Dalla medicina questo termine si estende al campo politico e a quello artistico. Nei trattati di Ippocrate troviamo altri due termini molto significativi, diaites ataxia, ossia il disordine, la irregolarità della dieta. Ancora una volta questo principio va considerato dal punto di vista della causa: la cattiva condizione fisica o addirittura la malattia è messa in rapporto con un disordine: il disordine della dieta. In greco il termine diaite ha un significato molto ampio in quanto significa il modo di vivere in generale. Il disordine della dieta comporta la patologia del corpo, ma la ataxia, che significa propriamente mancanza di ordine, è anche il contrario dell'ordine nello stato. La medicina, quindi, si collega anche nel campo semantico con la dimensione della politica.

Il corpo dell'uomo rappresenta metaforicamente la città, l'organismo statale, e viceversa l'organismo statale è l'espressione metaforica del corpo umano. Osserviamo per la prima volta, ma lo riscopriremo ancora in seguito, il meccanismo dei rapporti tra microcosmo e macrocosmo, ossia la grande dimensione che si riflette nella piccola forma individuale e viceversa. Tutti conosceranno il famoso apologo di Menenio Agrippa. Costui in una cultura, come quella romana dei suoi tempi, ancora arretrata e dipendente da influssi stranieri, ripete questo sistema fondamentale: tutte le membra sono necessarie alla vita del corpo. La similitudine fisica viene riferita al campo specificatamente politico.

Finora abbiamo istituito qualche sistema di connessione tra la musica e la politica, tra la politica e la medicina. Dobbiamo ora chiudere provvisoriamente il cerchio, indagando il rapporto fra musica e medicina. Infatti la musica non ha una funzione soltanto etica, come dicevo prima e secondo il concetto che riprenderemo, ma essa rivesta una funzione anche "igienica" nel senso greco del termine che include tutto quanto appartiene alla salute dell'uomo.

Il filosofo Teofrasto, allievo di Aristotele, attribuisce al flauto (l'aulos, che era però uno strumento più simile al clarinetto e all'oboe dell'orchestra moderna) e all'armonia frigia la facoltà di placare certi dolori del corpo (le armonie, in greco, prendevano dei nomi etnici). Ma più interessante, dal nostro punto di vista, è ancora un passo di Aristotele. La musica, sempre e soprattutto quella del flauto e particolarmente ancora nell'armonia frigia, durante i riti orgiastici, porta a un parossismo dell'eccitazione, produce il parossismo dell'eccitazione non soltanto mentale, ma anche fisica. Questo parossismo prelude, in un rapporto di causa-effetto, alla liberazione da questo stato innaturale.

L'estasi orgiastica è l'esaltazione di un'eccitazione che diventa patologica nella natura umana, secondo la considerazione etica dei Greci.
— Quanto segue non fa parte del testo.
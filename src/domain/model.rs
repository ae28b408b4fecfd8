use serde::{Deserialize, Serialize};
use std::collections::HashMap;

/// One raw row of a statement export, keyed by trimmed header name.
#[derive(Debug, Clone, PartialEq, Eq, Serialize, Deserialize)]
pub struct StatementRow {
    /// 1-based line in the source, header included
    pub line: usize,
    pub fields: HashMap<String, String>,
}

impl StatementRow {
    pub fn get(&self, column: &str) -> Option<&str> {
        self.fields
            .get(column)
            .map(|v| v.trim())
            .filter(|v| !v.is_empty())
    }
}

/// A row, or a group of rows sharing a split key, after field mapping.
#[derive(Debug, Clone, PartialEq, Eq, Serialize)]
pub struct QifEntry {
    pub lines: Vec<usize>,
    pub date: chrono::NaiveDate,
    pub payee: String,
    pub memo: String,
    pub category: String,
    pub cleared_status: String,
    pub number: String,
    /// Minor currency units
    pub amount: i64,
    pub splits: Vec<SplitEntry>,
}

#[derive(Debug, Clone, PartialEq, Eq, Serialize)]
pub struct SplitEntry {
    pub category: String,
    pub memo: String,
    pub amount: i64,
}

#[derive(Debug, Clone, PartialEq, Eq, Serialize, Deserialize)]
pub struct RejectedRow {
    pub line: usize,
    pub reason: String,
}

#[derive(Debug, Clone, Default, PartialEq, Eq, Serialize, Deserialize)]
pub struct ConversionSummary {
    pub account_name: String,
    pub account_type: String,
    pub rows_read: usize,
    pub transactions_written: usize,
    pub split_transactions: usize,
    pub rows_rejected: usize,
    /// Minor currency units
    pub total_amount: i64,
    pub first_date: Option<chrono::NaiveDate>,
    pub last_date: Option<chrono::NaiveDate>,
}

#[derive(Debug, Clone)]
pub struct TransformResult {
    pub entries: Vec<QifEntry>,
    pub rejected: Vec<RejectedRow>,
    pub qif_output: String,
    pub summary: ConversionSummary,
}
Esasperando questa eccitazione (che noi potremmo dire psicosomatica), la musica porta a un punto di rottura che purifica il corpo da questi eccessi, operando la "catarsi", ossia la purificazione. In Grecia questo termine, che poi ha invaso altri campi, era primariamente un concetto medico. Proprio Platone, sempre nelle Leggi, che costituisce un trattato fondamentale per il nostro argomento grazie a tutte queste interrelazioni, parla di una iatrichè ("medicina") musicale. Egli dice che si curano con musiche e danze le persone invasate, come nel caso delle baccanti. Le baccanti erano l'esempio tipico di un estraniamento da se stesse, di uno sconvolgimento, di una ataxia, di una tarachè, ossia di un disordine della mente. Anche nei suoi effetti, non solo nella sua natura, la musica si oppone al disordine, in quanto essa non è solo educazione dell'anima e della mente, ma anche liberazione del corpo dall'eccesso e dalla sofferenza.

Chiuso il cerchio tra musica, politica e medicina, rimane ancora fuori dal nostro discorso la metafisica. Il discorso per catturarla deve retrocedere ancora un po' nel tempo, prima di Platone, di Aristotele e di Damone. Occorre risalire a un grande sapiente che non ha lasciato nulla di scritto, ma le cui dottrine noi conosciamo dalle testimonianze dei suoi discepoli: Pitagora.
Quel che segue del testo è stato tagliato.